The film was shown to audiences at the Olympic Theatre in London and at the Refined Concert Company in New Zealand.
Story
The studio's original description is as follows:
"Major Wilson and his brave men are seen in laager in order to snatch a brief rest after a long forced march. They are suddenly awakened by the shouts of the savages, who surround them on all sides. The expected reinforcements alas arrived too late. The Major calls upon his men to show the enemy how a handful of British soldiers can play a losing game as well as a winning one. He bids them to stand shoulder to shoulder, and fight and die for their Queen.

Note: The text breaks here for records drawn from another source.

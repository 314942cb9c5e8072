//! Calvault server library logic.

pub mod api;
pub mod config;

use axum::{
    routing::{get, post},
    Extension, Json, Router,
};
use calvault_db::DbPool;
use config::EventsConfig;
use calvault_events::{RawEventRetrievalStrategy, SqlRawEventStrategy};
use serde_json::{json, Value};
use std::sync::Arc;
use tower_http::trace::TraceLayer;

/// Application state shared across all request handlers.
#[derive(Clone)]
pub struct AppState {
    /// Database connection pool.
    pub pool: DbPool,
    /// Strategy used to read calendar events.
    pub strategy: Arc<dyn RawEventRetrievalStrategy>,
    /// Page size and filter size limits for `POST /api/events`.
    pub limits: EventsConfig,
}

impl AppState {
    /// State backed by the SQL retrieval strategy.
    pub fn new(pool: DbPool, limits: EventsConfig) -> Self {
        Self {
            pool,
            strategy: Arc::new(SqlRawEventStrategy),
            limits,
        }
    }
}

/// Health check handler.
async fn health() -> Json<Value> {
    Json(json!({
        "status": "ok",
        "version": env!("CARGO_PKG_VERSION")
    }))
}

/// Builds the application router with all routes.
pub fn app(state: AppState) -> Router {
    Router::new()
        .route("/health", get(health))
        .route("/api/events", post(api::query_events_handler))
        .layer(Extension(Arc::new(state)))
        .layer(TraceLayer::new_for_http())
}
//! Behavioural tests for the SQL raw event strategy against a migrated
//! in-memory database.

use calvault_events::{
    insert_event, register_module, CalendarEvent, EventQueryError, FilterSpec, NewEvent,
    RawEventRetrievalStrategy, RawEventsRequest, SqlRawEventStrategy, TimeWindow,
};
use rusqlite::Connection;

fn test_db() -> Connection {
    let conn = Connection::open_in_memory().expect("should open in-memory db");
    calvault_db::run_migrations(&conn).expect("migrations should succeed");
    conn
}

fn fetch(conn: &Connection, request: RawEventsRequest) -> Vec<CalendarEvent> {
    SqlRawEventStrategy
        .get_raw_events(conn, &request)
        .expect("query should succeed")
}

fn names(events: &[CalendarEvent]) -> Vec<&str> {
    events.iter().map(|e| e.name.as_str()).collect()
}

fn add(conn: &Connection, event: NewEvent) -> i64 {
    insert_event(conn, &event).expect("insert should succeed")
}

/// One event per scope: user 3, group 2 (in course 5), course 5, category 9, site.
fn seed_scopes(conn: &Connection) {
    add(
        conn,
        NewEvent {
            user_id: 3,
            event_type: "user".into(),
            time_start: 10,
            ..NewEvent::new("user event")
        },
    );
    add(
        conn,
        NewEvent {
            group_id: 2,
            course_id: 5,
            event_type: "group".into(),
            time_start: 20,
            ..NewEvent::new("group event")
        },
    );
    add(
        conn,
        NewEvent {
            course_id: 5,
            event_type: "course".into(),
            time_start: 30,
            ..NewEvent::new("course event")
        },
    );
    add(
        conn,
        NewEvent {
            category_id: 9,
            event_type: "category".into(),
            time_start: 40,
            ..NewEvent::new("category event")
        },
    );
    add(
        conn,
        NewEvent {
            event_type: "site".into(),
            time_start: 50,
            ..NewEvent::new("site event")
        },
    );
}

fn quiz_open(name: &str, course_id: i64, priority: Option<i64>) -> NewEvent {
    NewEvent {
        course_id,
        module_name: "quiz".into(),
        instance: 7,
        event_type: "open".into(),
        priority,
        ..NewEvent::new(name)
    }
}

#[test]
fn no_filters_returns_empty_without_touching_the_datastore() {
    // No migrations: any statement against `event` would fail.
    let conn = Connection::open_in_memory().expect("should open in-memory db");
    let events = SqlRawEventStrategy
        .get_raw_events(&conn, &RawEventsRequest::new().condition("e.id > 0"))
        .expect("short-circuit should not error");
    assert!(events.is_empty());
}

#[test]
fn all_users_selects_only_personal_events() {
    let conn = test_db();
    seed_scopes(&conn);

    let events = fetch(&conn, RawEventsRequest::new().users(FilterSpec::All));
    assert_eq!(names(&events), vec!["user event"]);
    for event in &events {
        assert_ne!(event.user_id, 0);
        assert_eq!((event.course_id, event.group_id, event.category_id), (0, 0, 0));
    }
}

#[test]
fn specific_course_excludes_group_events_of_that_course() {
    let conn = test_db();
    seed_scopes(&conn);

    let events = fetch(&conn, RawEventsRequest::new().courses(FilterSpec::specific([5])));
    assert_eq!(names(&events), vec!["course event"]);
    for event in &events {
        assert_eq!(event.group_id, 0);
        assert_eq!(event.course_id, 5);
    }
}

#[test]
fn dimensions_combine_as_a_union() {
    let conn = test_db();
    seed_scopes(&conn);

    let events = fetch(
        &conn,
        RawEventsRequest::new()
            .users(FilterSpec::specific([3]))
            .groups(FilterSpec::specific([2]))
            .courses(FilterSpec::specific([5]))
            .categories(FilterSpec::specific([9])),
    );
    assert_eq!(
        names(&events),
        vec!["user event", "group event", "course event", "category event"]
    );
}

#[test]
fn lowest_priority_override_wins() {
    let conn = test_db();
    add(&conn, quiz_open("group override", 4, Some(2)));
    add(&conn, quiz_open("user override", 4, Some(5)));

    let events = fetch(&conn, RawEventsRequest::new().courses(FilterSpec::specific([4])));
    assert_eq!(names(&events), vec!["group override"]);
    assert_eq!(events[0].priority, Some(2));
}

#[test]
fn null_priority_ties_are_all_returned() {
    let conn = test_db();
    add(&conn, quiz_open("first", 4, None));
    add(&conn, quiz_open("second", 4, None));

    let events = fetch(&conn, RawEventsRequest::new().courses(FilterSpec::All));
    assert_eq!(names(&events), vec!["first", "second"]);
}

#[test]
fn numbered_priority_displaces_null_priority() {
    let conn = test_db();
    add(&conn, quiz_open("base event", 4, None));
    add(&conn, quiz_open("override", 4, Some(1)));

    let events = fetch(&conn, RawEventsRequest::new().courses(FilterSpec::All));
    assert_eq!(names(&events), vec!["override"]);
}

#[test]
fn ignore_hidden_controls_event_visibility() {
    let conn = test_db();
    add(
        &conn,
        NewEvent {
            course_id: 1,
            event_type: "course".into(),
            time_start: 1,
            ..NewEvent::new("shown")
        },
    );
    add(
        &conn,
        NewEvent {
            course_id: 1,
            event_type: "course".into(),
            time_start: 2,
            visible: false,
            ..NewEvent::new("hidden")
        },
    );

    let request = RawEventsRequest::new().courses(FilterSpec::specific([1]));
    assert_eq!(names(&fetch(&conn, request.clone())), vec!["shown"]);
    assert_eq!(
        names(&fetch(&conn, request.ignore_hidden(false))),
        vec!["shown", "hidden"]
    );
}

#[test]
fn hidden_override_does_not_suppress_visible_event() {
    let conn = test_db();
    add(&conn, quiz_open("base event", 4, Some(5)));
    add(
        &conn,
        NewEvent {
            visible: false,
            ..quiz_open("hidden override", 4, Some(1))
        },
    );

    let request = RawEventsRequest::new().courses(FilterSpec::All);
    assert_eq!(names(&fetch(&conn, request.clone())), vec!["base event"]);
    assert_eq!(
        names(&fetch(&conn, request.ignore_hidden(false))),
        vec!["hidden override"]
    );
}

#[test]
fn hidden_modules_are_excluded_and_unregistered_modules_kept() {
    let conn = test_db();
    register_module(&conn, "assign", false).unwrap();
    register_module(&conn, "forum", true).unwrap();
    for (name, module) in [
        ("assignment due", "assign"),
        ("forum post", "forum"),
        ("quiz open", "quiz"),
    ] {
        add(
            &conn,
            NewEvent {
                course_id: 2,
                module_name: module.into(),
                instance: 1,
                event_type: "due".into(),
                ..NewEvent::new(name)
            },
        );
    }

    let events = fetch(
        &conn,
        RawEventsRequest::new()
            .courses(FilterSpec::All)
            .ignore_hidden(false),
    );
    assert_eq!(names(&events), vec!["forum post", "quiz open"]);
}

#[test]
fn offset_and_limit_page_through_start_order() {
    let conn = test_db();
    // Inserted out of order so the ORDER BY does the work.
    for start in [9, 3, 7, 1, 5, 10, 2, 8, 4, 6] {
        add(
            &conn,
            NewEvent {
                user_id: 11,
                event_type: "user".into(),
                time_start: start * 100,
                ..NewEvent::new(format!("event {start}"))
            },
        );
    }

    let events = fetch(
        &conn,
        RawEventsRequest::new()
            .users(FilterSpec::specific([11]))
            .offset(2)
            .limit(3),
    );
    assert_eq!(names(&events), vec!["event 3", "event 4", "event 5"]);
}

#[test]
fn time_window_keeps_events_still_running_at_its_start() {
    let conn = test_db();
    for (name, start, duration) in [
        ("finished", 10, 20),
        ("running", 50, 100),
        ("upcoming", 150, 0),
        ("later", 400, 0),
    ] {
        add(
            &conn,
            NewEvent {
                course_id: 3,
                event_type: "course".into(),
                time_start: start,
                time_duration: duration,
                ..NewEvent::new(name)
            },
        );
    }

    let request = TimeWindow::new(Some(100), Some(300))
        .apply(RawEventsRequest::new().courses(FilterSpec::specific([3])))
        .unwrap();
    assert_eq!(names(&fetch(&conn, request)), vec!["running", "upcoming"]);
}

#[test]
fn unmapped_columns_are_passed_through() {
    let conn = test_db();
    add(
        &conn,
        NewEvent {
            user_id: 1,
            event_type: "user".into(),
            location: Some("Room 4".into()),
            ..NewEvent::new("meeting")
        },
    );

    let events = fetch(&conn, RawEventsRequest::new().users(FilterSpec::All));
    assert_eq!(events.len(), 1);
    assert_eq!(events[0].extra["location"], "Room 4");
    assert_eq!(events[0].extra["repeatid"], 0);
    assert!(events[0].extra.contains_key("description"));
    assert!(!events[0].extra.contains_key("timestart"));
}

#[test]
fn malformed_extra_condition_is_a_database_error() {
    let conn = test_db();
    seed_scopes(&conn);

    let err = SqlRawEventStrategy
        .get_raw_events(
            &conn,
            &RawEventsRequest::new()
                .users(FilterSpec::All)
                .condition("e.no_such_column = 1"),
        )
        .unwrap_err();
    assert!(matches!(err, EventQueryError::Database(_)), "got {err:?}");
}

#[test]
fn custom_order_by_is_honoured() {
    let conn = test_db();
    seed_scopes(&conn);

    let events = fetch(
        &conn,
        RawEventsRequest::new()
            .users(FilterSpec::All)
            .groups(FilterSpec::All)
            .courses(FilterSpec::All)
            .order_by("e.timestart DESC"),
    );
    assert_eq!(names(&events), vec!["course event", "group event", "user event"]);
}
//! Calvault server binary.
//!
//! Starts an axum HTTP server with structured logging, database
//! initialization, and graceful shutdown on SIGTERM/SIGINT.

use calvault_server::{app, config, AppState};
use std::net::SocketAddr;
use tokio::net::TcpListener;
use tracing_subscriber::EnvFilter;

fn resolve_config_path() -> (Option<String>, &'static str) {
    if let Some(path) = std::env::args()
        .nth(1)
        .filter(|value| !value.trim().is_empty())
    {
        return (Some(path), "cli-arg");
    }

    if let Ok(path) = std::env::var("CALVAULT_CONFIG_PATH") {
        if !path.trim().is_empty() {
            return (Some(path), "env-var");
        }
    }

    (None, "default")
}

#[tokio::main]
async fn main() {
    let (resolved_config_path, config_source) = resolve_config_path();
    let selected_config_path = resolved_config_path.as_deref().or(Some("config.toml"));

    let config = config::load_config(selected_config_path)
        .expect("failed to load configuration: the server cannot start without valid config");

    let filter =
        EnvFilter::try_new(&config.logging.level).unwrap_or_else(|_| EnvFilter::new("info"));

    if config.logging.json {
        tracing_subscriber::fmt()
            .with_env_filter(filter)
            .json()
            .init();
    } else {
        tracing_subscriber::fmt().with_env_filter(filter).init();
    }

    tracing::info!(
        source = config_source,
        path = selected_config_path.unwrap_or("<none>"),
        "resolved startup configuration path"
    );

    let pool = calvault_db::create_pool(
        &config.database.path,
        calvault_db::DbRuntimeSettings {
            busy_timeout_ms: config.database.busy_timeout_ms,
            pool_max_size: config.database.pool_max_size,
            cache_size_kib: config.database.cache_size_kib,
        },
    )
    .expect("failed to create database pool: check database.path in config");

    {
        let conn = pool
            .get()
            .expect("failed to get database connection for migrations");
        let applied =
            calvault_db::run_migrations(&conn).expect("failed to run database migrations");
        if applied > 0 {
            tracing::info!(count = applied, "applied database migrations");
        }
    }

    let app = app(AppState::new(pool, config.events.clone()));
    let addr = SocketAddr::new(config.server.host, config.server.port);

    tracing::info!(%addr, "starting calvault server");

    let listener = TcpListener::bind(addr)
        .await
        .expect("failed to bind to address: is another process using this port?");

    axum::serve(listener, app)
        .with_graceful_shutdown(shutdown_signal())
        .await
        .expect("server error");

    tracing::info!("calvault server shut down");
}

/// Waits for a SIGINT (Ctrl+C) or SIGTERM signal for graceful shutdown.
async fn shutdown_signal() {
    let ctrl_c = async {
        tokio::signal::ctrl_c()
            .await
            .expect("failed to install Ctrl+C handler");
    };

    #[cfg(unix)]
    let terminate = async {
        tokio::signal::unix::signal(tokio::signal::unix::SignalKind::terminate())
            .expect("failed to install SIGTERM handler")
            .recv()
            .await;
    };

    #[cfg(not(unix))]
    let terminate = std::future::pending::<()>();

    tokio::select! {
        () = ctrl_c => { tracing::info!("received SIGINT, initiating graceful shutdown"); }
        () = terminate => { tracing::info!("received SIGTERM, initiating graceful shutdown"); }
    }
}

The horses are seen to fall, and from the rampart of dead horses, the heroic band fight to the last round of revolver ammunition. The Major, who is the last to fall, crawls to the top of the head of dead men, savages and horses, and makes every one of the few remaining cartridges find its mark until his life is cut short by the thrust of an assegai in the hands of a savage, who attacks him from behind. Before he falls however, he fires his last bullet into the fleeing carcass of the savage, who drops dead. The Major also expires, and death like silence prevails. The most awe-inspiring cinematograph picture ever produced."
Cast
Texas Jack as Frederick Russell Burnham, the American Chief of Scouts
Peter Lobengula (the son of the real-life Matabele King) as King Lobengula
Francis "Frank" Edward Fillis as Major Allan Wilson
Cecil William Coleman as Captain Greenless
Ndebele warriors—played by Zulu predominantly from the Colony of Natal.